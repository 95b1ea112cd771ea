#![cfg_attr(feature = "fail-on-warnings", deny(warnings))]
#![warn(clippy::all, clippy::pedantic, clippy::nursery, clippy::cargo)]
#![allow(clippy::multiple_crate_versions, clippy::cargo_common_metadata)]

//! Legal imports vs. illicit market comparison table.
//!
//! The ten largest legal UK import categories are fixed data. The illicit
//! drugs market estimate is appended only while the reveal toggle is set,
//! and the combined table is always ordered by descending value.

pub use camden_commodity_models::{CommodityKind, CommodityRow, RevealState};

/// Legal import categories and their value in billions of pounds, in
/// source order.
pub const LEGAL_IMPORTS: &[(&str, f64)] = &[
    ("Mineral Fuels", 8.7),
    ("Mechanical Appliances", 6.4),
    ("Electronic Equipment", 5.3),
    ("Precious Metals", 4.2),
    ("Motor Vehicles", 4.1),
    ("Pharmaceuticals", 2.0),
    ("Other Products", 1.6),
    ("Plastics", 1.5),
    ("Measuring Devices", 1.3),
    ("Knitwear", 1.3),
];

/// Name of the illicit market row.
pub const ILLICIT_DRUGS: &str = "Illicit Drugs";

/// Estimated illicit drugs market in billions of pounds.
pub const ILLICIT_DRUGS_VALUE: f64 = 9.4;

/// Returns the legal import rows in source order.
#[must_use]
pub fn base_table() -> Vec<CommodityRow> {
    LEGAL_IMPORTS
        .iter()
        .map(|(name, value)| CommodityRow::new(*name, *value, CommodityKind::Legal))
        .collect()
}

/// Returns the illicit market row.
#[must_use]
pub fn illicit_row() -> CommodityRow {
    CommodityRow::new(ILLICIT_DRUGS, ILLICIT_DRUGS_VALUE, CommodityKind::Illegal)
}

/// Builds the comparison table, sorted by descending value.
///
/// Equal values keep insertion order (base rows first, then the illicit
/// row).
#[must_use]
pub fn build_comparison_table(revealed: bool) -> Vec<CommodityRow> {
    let mut rows = base_table();
    if revealed {
        rows.push(illicit_row());
    }

    // `sort_by` is stable
    rows.sort_by(|a, b| b.value.total_cmp(&a.value));

    log::trace!(
        "Built commodity table: {} rows (revealed={revealed})",
        rows.len()
    );

    rows
}

/// Builds the comparison table for the given toggle state.
#[must_use]
pub fn table_for(state: RevealState) -> Vec<CommodityRow> {
    build_comparison_table(state.is_revealed())
}

#[cfg(test)]
mod tests {
    use super::*;

    fn names(rows: &[CommodityRow]) -> Vec<&str> {
        rows.iter().map(|r| r.commodity.as_str()).collect()
    }

    #[test]
    fn hidden_table_has_ten_legal_rows() {
        let rows = build_comparison_table(false);
        assert_eq!(rows.len(), 10);
        assert!(rows.iter().all(|r| r.kind == CommodityKind::Legal));
        assert_eq!(rows[0].commodity, "Mineral Fuels");
        assert!((rows[0].value - 8.7).abs() < f64::EPSILON);
    }

    #[test]
    fn revealed_table_leads_with_illicit_drugs() {
        let rows = build_comparison_table(true);
        assert_eq!(rows.len(), 11);
        assert_eq!(rows[0], illicit_row());
        assert_eq!(
            rows.iter()
                .filter(|r| r.kind == CommodityKind::Illegal)
                .count(),
            1
        );
        assert_eq!(rows[1].commodity, "Mineral Fuels");
    }

    #[test]
    fn rows_are_descending_by_value() {
        for revealed in [false, true] {
            let rows = build_comparison_table(revealed);
            assert!(rows.windows(2).all(|w| w[0].value >= w[1].value));
        }
    }

    #[test]
    fn equal_values_keep_source_order() {
        let rows = build_comparison_table(false);
        let tail = &names(&rows)[8..];
        assert_eq!(tail, ["Measuring Devices", "Knitwear"]);
    }

    #[test]
    fn reveal_reset_reveal_reproduces_first_reveal() {
        let mut state = RevealState::new();
        state.reveal();
        let first = table_for(state);
        state.reset();
        assert_eq!(table_for(state).len(), 10);
        state.reveal();
        state.reveal();
        assert_eq!(table_for(state), first);
    }

    #[test]
    fn base_table_is_unsorted_source_order() {
        let rows = base_table();
        assert_eq!(rows.len(), LEGAL_IMPORTS.len());
        assert_eq!(names(&rows)[5], "Pharmaceuticals");
    }
}
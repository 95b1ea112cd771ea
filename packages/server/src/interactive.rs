//! Interactive mode for the server.
//!
//! Prompts the user for bind address and port before starting the server.

use camden_config::DeckConfig;
use dialoguer::{Confirm, Input};

/// Runs the server in interactive mode, prompting for configuration.
///
/// Asks for a bind address and port (defaulting to the values in
/// `config`) and delegates to [`super::run_server`].
///
/// # Errors
///
/// Returns an `std::io::Result` error if the underlying server fails to
/// start.
#[allow(clippy::future_not_send)]
pub async fn run(mut config: DeckConfig) -> std::io::Result<()> {
    println!("Camden Strategy Deck Server");
    println!();

    config.bind_addr = Input::new()
        .with_prompt("Bind address")
        .default(config.bind_addr.clone())
        .interact_text()
        .unwrap_or_else(|_| config.bind_addr.clone());

    config.port = Input::new()
        .with_prompt("Port")
        .default(config.port)
        .interact_text()
        .unwrap_or(config.port);

    if !Confirm::new()
        .with_prompt(format!(
            "Start server on {}:{}?",
            config.bind_addr, config.port
        ))
        .default(true)
        .interact()
        .unwrap_or(true)
    {
        println!("Cancelled.");
        return Ok(());
    }

    super::run_server(config).await
}
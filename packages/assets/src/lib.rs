#![cfg_attr(feature = "fail-on-warnings", deny(warnings))]
#![warn(clippy::all, clippy::pedantic, clippy::nursery, clippy::cargo)]
#![allow(clippy::multiple_crate_versions, clippy::cargo_common_metadata)]

//! Asset handling for the deck.
//!
//! * [`check_integrity`] verifies the data file and slide images exist
//!   before anything is rendered. Missing data is fatal, missing images only
//!   degrade the slides.
//! * [`cache::FileCache`] memoizes anything loaded from disk, keyed by path
//!   and invalidated when the file's modification time changes.
//! * [`images`] loads slide images through that cache, fitting them to the
//!   slide frame.

pub mod cache;
pub mod images;

use std::path::{Path, PathBuf};

use serde::Serialize;

pub use cache::FileCache;
pub use images::{ImageAsset, ImageFrame, ImageStore};

/// Errors that can occur during asset operations.
#[derive(Debug, thiserror::Error)]
pub enum AssetError {
    /// I/O error (file read).
    #[error("I/O error: {0}")]
    Io(#[from] std::io::Error),

    /// One or more data files the deck cannot run without are missing.
    #[error("System data missing: {}", display_paths(paths))]
    MissingData {
        /// The missing data files.
        paths: Vec<PathBuf>,
    },

    /// An image could not be decoded or re-encoded.
    #[error("Image error: {0}")]
    Image(#[from] image::ImageError),

    /// An asset name tried to escape the asset directory.
    #[error("Invalid asset name: {name}")]
    InvalidName {
        /// The rejected name.
        name: String,
    },
}

fn display_paths(paths: &[PathBuf]) -> String {
    paths
        .iter()
        .map(|p| p.display().to_string())
        .collect::<Vec<_>>()
        .join(", ")
}

/// Result of an asset integrity check.
#[derive(Debug, Clone, Default, PartialEq, Eq, Serialize)]
#[serde(rename_all = "camelCase")]
pub struct IntegrityReport {
    /// Data files that do not exist.
    pub missing_data: Vec<PathBuf>,
    /// Images that do not exist.
    pub missing_images: Vec<PathBuf>,
}

impl IntegrityReport {
    /// Returns `true` if nothing is missing.
    #[must_use]
    pub fn is_complete(&self) -> bool {
        self.missing_data.is_empty() && self.missing_images.is_empty()
    }

    /// Fails if any data file is missing. Missing images are tolerated.
    ///
    /// # Errors
    ///
    /// Returns [`AssetError::MissingData`] listing every missing data file.
    pub fn ensure_data(&self) -> Result<(), AssetError> {
        if self.missing_data.is_empty() {
            Ok(())
        } else {
            Err(AssetError::MissingData {
                paths: self.missing_data.clone(),
            })
        }
    }
}

/// Checks that every data file and image exists.
///
/// Missing data files are logged as errors and missing images as warnings;
/// the caller decides what to do with the report.
#[must_use]
pub fn check_integrity(data_files: &[PathBuf], images: &[PathBuf]) -> IntegrityReport {
    let report = IntegrityReport {
        missing_data: missing(data_files),
        missing_images: missing(images),
    };

    if !report.missing_data.is_empty() {
        log::error!(
            "Critical data files could not be found: {}",
            display_paths(&report.missing_data)
        );
    }
    if !report.missing_images.is_empty() {
        log::warn!(
            "Some visual assets are missing, placeholders will be used: {}",
            display_paths(&report.missing_images)
        );
    }

    report
}

fn missing(paths: &[PathBuf]) -> Vec<PathBuf> {
    paths
        .iter()
        .filter(|p| !Path::new(p).exists())
        .cloned()
        .collect()
}
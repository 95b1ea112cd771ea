#![cfg_attr(feature = "fail-on-warnings", deny(warnings))]
#![warn(clippy::all, clippy::pedantic, clippy::nursery, clippy::cargo)]
#![allow(clippy::multiple_crate_versions, clippy::cargo_common_metadata)]

//! Shared CLI utilities for the strategy deck.
//!
//! Provides [`init_logger`], which configures `pretty_env_logger` from
//! `RUST_LOG`, and [`TextTable`] for printing aligned columns in a terminal.

use std::fmt::Write as _;

/// Initializes the global logger from `RUST_LOG`, defaulting to `info`.
///
/// Safe to call more than once; later calls are ignored (e.g., in tests).
pub fn init_logger() {
    let mut builder = pretty_env_logger::formatted_builder();
    builder
        .filter_level(log::LevelFilter::Info)
        .parse_env("RUST_LOG");

    let logger = builder.build();
    let level = logger.filter();

    if log::set_boxed_logger(Box::new(logger)).is_ok() {
        log::set_max_level(level);
    }
}

/// Column alignment.
#[derive(Debug, Clone, Copy, PartialEq, Eq)]
pub enum Align {
    /// Pad on the right.
    Left,
    /// Pad on the left.
    Right,
}

/// A plain-text table with a header row and aligned columns.
#[derive(Debug, Clone)]
pub struct TextTable {
    headers: Vec<(String, Align)>,
    rows: Vec<Vec<String>>,
}

impl TextTable {
    /// Creates a table with the given column headers.
    #[must_use]
    pub fn new(headers: &[(&str, Align)]) -> Self {
        Self {
            headers: headers
                .iter()
                .map(|(h, a)| ((*h).to_string(), *a))
                .collect(),
            rows: Vec::new(),
        }
    }

    /// Appends a row. Missing cells render empty; extra cells are dropped.
    pub fn push(&mut self, row: Vec<String>) {
        self.rows.push(row);
    }

    /// Renders the table, one line per row, with a rule under the header.
    #[must_use]
    pub fn render(&self) -> String {
        let widths: Vec<usize> = self
            .headers
            .iter()
            .enumerate()
            .map(|(i, (header, _))| {
                self.rows
                    .iter()
                    .filter_map(|row| row.get(i))
                    .map(|cell| cell.chars().count())
                    .chain(std::iter::once(header.chars().count()))
                    .max()
                    .unwrap_or(0)
            })
            .collect();

        let mut out = String::new();
        let header_cells: Vec<&str> = self.headers.iter().map(|(h, _)| h.as_str()).collect();
        self.render_line(&mut out, &header_cells, &widths);

        let rule: Vec<String> = widths.iter().map(|w| "-".repeat(*w)).collect();
        let rule_cells: Vec<&str> = rule.iter().map(String::as_str).collect();
        self.render_line(&mut out, &rule_cells, &widths);

        for row in &self.rows {
            let cells: Vec<&str> = (0..widths.len())
                .map(|i| row.get(i).map_or("", String::as_str))
                .collect();
            self.render_line(&mut out, &cells, &widths);
        }

        out
    }

    fn render_line(&self, out: &mut String, cells: &[&str], widths: &[usize]) {
        let mut line = String::new();
        for (i, (cell, width)) in cells.iter().zip(widths).enumerate() {
            if i > 0 {
                line.push_str("  ");
            }
            let _ = match self.headers[i].1 {
                Align::Left => write!(line, "{cell:<width$}"),
                Align::Right => write!(line, "{cell:>width$}"),
            };
        }
        out.push_str(line.trim_end());
        out.push('\n');
    }
}

#[cfg(test)]
mod tests {
    use super::*;

    #[test]
    fn logger_defaults_to_info_and_tolerates_repeat_calls() {
        init_logger();
        init_logger();
        if std::env::var_os("RUST_LOG").is_none() {
            assert_eq!(log::max_level(), log::LevelFilter::Info);
        }
    }

    #[test]
    fn columns_are_aligned() {
        let mut table = TextTable::new(&[("Location", Align::Left), ("Total", Align::Right)]);
        table.push(vec!["Camden High St".to_string(), "12".to_string()]);
        table.push(vec!["Buck St".to_string(), "105".to_string()]);

        assert_eq!(
            table.render(),
            "Location        Total\n\
             --------------  -----\n\
             Camden High St     12\n\
             Buck St           105\n"
        );
    }

    #[test]
    fn short_rows_render_empty_cells() {
        let mut table = TextTable::new(&[("A", Align::Left), ("B", Align::Left)]);
        table.push(vec!["x".to_string()]);
        assert_eq!(table.render(), "A  B\n-  -\nx\n");
    }
}
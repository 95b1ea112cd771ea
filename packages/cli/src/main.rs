#![cfg_attr(feature = "fail-on-warnings", deny(warnings))]
#![warn(clippy::all, clippy::pedantic, clippy::nursery, clippy::cargo)]
#![allow(clippy::multiple_crate_versions, clippy::cargo_common_metadata)]

//! Terminal front end for the Camden strategy deck.
//!
//! ```text
//! camden_cli top [--limit 20] [--data data.csv]
//! camden_cli commodities [--reveal]
//! camden_cli stations
//! camden_cli cycle
//! camden_cli check
//! camden_cli serve
//! ```
//!
//! Running `camden_cli` with no subcommand enters an interactive menu that
//! keeps its own reveal toggle for the commodity table.

mod render;

use std::path::PathBuf;

use camden_commodity::{RevealState, table_for};
use camden_config::DeckConfig;
use camden_incident::load::load_incidents;
use camden_incident::ranking::rank_top_locations;
use clap::{Parser, Subcommand};
use dialoguer::Select;

#[derive(Parser)]
#[command(name = "camden_cli", about = "Camden public safety strategy deck")]
struct Cli {
    #[command(subcommand)]
    command: Option<Commands>,
}

#[derive(Subcommand)]
enum Commands {
    /// Rank the locations with the most incidents
    Top {
        /// Number of locations to keep (defaults to the configured value)
        #[arg(long)]
        limit: Option<usize>,
        /// Incident table to read instead of the configured one
        #[arg(long)]
        data: Option<PathBuf>,
    },
    /// Show legal imports against the illicit drug market
    Commodities {
        /// Include the illicit market row
        #[arg(long)]
        reveal: bool,
    },
    /// Show the transport hub facts
    Stations,
    /// Print the supply cycle diagram as Graphviz DOT
    Cycle,
    /// Check that the data file and slide images exist
    Check,
    /// Start the API server
    Serve,
}

/// Interactive menu entries.
#[derive(Clone, Copy)]
enum Action {
    Top,
    Commodities,
    Reveal,
    Reset,
    Stations,
    Cycle,
    Check,
    Serve,
    Exit,
}

impl Action {
    const ALL: &[Self] = &[
        Self::Top,
        Self::Commodities,
        Self::Reveal,
        Self::Reset,
        Self::Stations,
        Self::Cycle,
        Self::Check,
        Self::Serve,
        Self::Exit,
    ];

    #[must_use]
    const fn label(self) -> &'static str {
        match self {
            Self::Top => "Top incident locations",
            Self::Commodities => "Commodity comparison",
            Self::Reveal => "Reveal illicit market",
            Self::Reset => "Hide illicit market",
            Self::Stations => "Transport hubs",
            Self::Cycle => "Supply cycle (DOT)",
            Self::Check => "Check assets",
            Self::Serve => "Start server",
            Self::Exit => "Exit",
        }
    }
}

#[tokio::main]
async fn main() -> Result<(), Box<dyn std::error::Error>> {
    camden_cli_utils::init_logger();
    let cli = Cli::parse();
    let config = DeckConfig::from_env()?;

    let Some(command) = cli.command else {
        return interactive(config).await;
    };

    match command {
        Commands::Top { limit, data } => {
            let path = data.unwrap_or_else(|| config.data_path.clone());
            print_top(&path, limit.unwrap_or(config.top_n))?;
        }
        Commands::Commodities { reveal } => {
            let mut state = RevealState::new();
            if reveal {
                state.reveal();
            }
            print_commodities(state);
        }
        Commands::Stations => {
            print!("{}", render::stations(&camden_deck::stations::stations()));
        }
        Commands::Cycle => {
            print!("{}", camden_deck::cycle::supply_cycle().to_dot());
        }
        Commands::Check => {
            let report = camden_assets::check_integrity(
                std::slice::from_ref(&config.data_path),
                &config.image_paths(),
            );
            print!("{}", render::integrity(&report));
            report.ensure_data()?;
        }
        Commands::Serve => serve(config, false).await?,
    }

    Ok(())
}

async fn interactive(config: DeckConfig) -> Result<(), Box<dyn std::error::Error>> {
    println!("Camden Strategy Deck");
    println!();

    let labels: Vec<&str> = Action::ALL.iter().map(|a| a.label()).collect();
    let mut reveal = RevealState::new();

    loop {
        let idx = Select::new()
            .with_prompt("What would you like to do?")
            .items(&labels)
            .default(0)
            .interact()?;

        match Action::ALL[idx] {
            Action::Top => {
                if let Err(e) = print_top(&config.data_path, config.top_n) {
                    log::error!("Could not load incident data: {e}");
                }
            }
            Action::Commodities => print_commodities(reveal),
            Action::Reveal => {
                reveal.reveal();
                print_commodities(reveal);
            }
            Action::Reset => {
                reveal.reset();
                print_commodities(reveal);
            }
            Action::Stations => {
                print!("{}", render::stations(&camden_deck::stations::stations()));
            }
            Action::Cycle => print!("{}", camden_deck::cycle::supply_cycle().to_dot()),
            Action::Check => {
                let report = camden_assets::check_integrity(
                    std::slice::from_ref(&config.data_path),
                    &config.image_paths(),
                );
                print!("{}", render::integrity(&report));
            }
            Action::Serve => return serve(config, true).await,
            Action::Exit => return Ok(()),
        }

        println!();
    }
}

fn print_top(path: &std::path::Path, limit: usize) -> Result<(), camden_incident::IncidentError> {
    let records = load_incidents(path)?;
    let ranked = rank_top_locations(&records, limit);
    print!("{}", render::top_locations(&ranked));
    Ok(())
}

fn print_commodities(state: RevealState) {
    let rows = table_for(state);
    print!("{}", render::commodities(&rows, state.is_revealed()));
}

async fn serve(config: DeckConfig, prompt: bool) -> Result<(), Box<dyn std::error::Error>> {
    // The server uses actix-web's runtime, so we need to run it
    // in a blocking task to avoid nesting tokio runtimes.
    tokio::task::spawn_blocking(move || {
        let system = actix_web::rt::System::new();
        if prompt {
            system.block_on(camden_server::interactive::run(config))
        } else {
            system.block_on(camden_server::run_server(config))
        }
    })
    .await??;

    Ok(())
}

···

(DIRECTIONS FOR THIS TASK)
Each line from the top of the records above through the line containing "pub fn illicit_row()" needs to be transcribed exactly, and no line after it.

(ANSWER SECTION)
repository 95b1ea112cd771ea
#![cfg_attr(feature = "fail-on-warnings", deny(warnings))]
#![warn(clippy::all, clippy::pedantic, clippy::nursery, clippy::cargo)]
#![allow(clippy::multiple_crate_versions, clippy::cargo_common_metadata)]

//! Legal imports vs. illicit market comparison table.
//!
//! The ten largest legal UK import categories are fixed data. The illicit
//! drugs market estimate is appended only while the reveal toggle is set,
//! and the combined table is always ordered by descending value.

pub use camden_commodity_models::{CommodityKind, CommodityRow, RevealState};

/// Legal import categories and their value in billions of pounds, in
/// source order.
pub const LEGAL_IMPORTS: &[(&str, f64)] = &[
    ("Mineral Fuels", 8.7),
    ("Mechanical Appliances", 6.4),
    ("Electronic Equipment", 5.3),
    ("Precious Metals", 4.2),
    ("Motor Vehicles", 4.1),
    ("Pharmaceuticals", 2.0),
    ("Other Products", 1.6),
    ("Plastics", 1.5),
    ("Measuring Devices", 1.3),
    ("Knitwear", 1.3),
];

/// Name of the illicit market row.
pub const ILLICIT_DRUGS: &str = "Illicit Drugs";

/// Estimated illicit drugs market in billions of pounds.
pub const ILLICIT_DRUGS_VALUE: f64 = 9.4;

/// Returns the legal import rows in source order.
#[must_use]
pub fn base_table() -> Vec<CommodityRow> {
    LEGAL_IMPORTS
        .iter()
        .map(|(name, value)| CommodityRow::new(*name, *value, CommodityKind::Legal))
        .collect()
}

/// Returns the illicit market row.
#[must_use]
pub fn illicit_row() -> CommodityRow {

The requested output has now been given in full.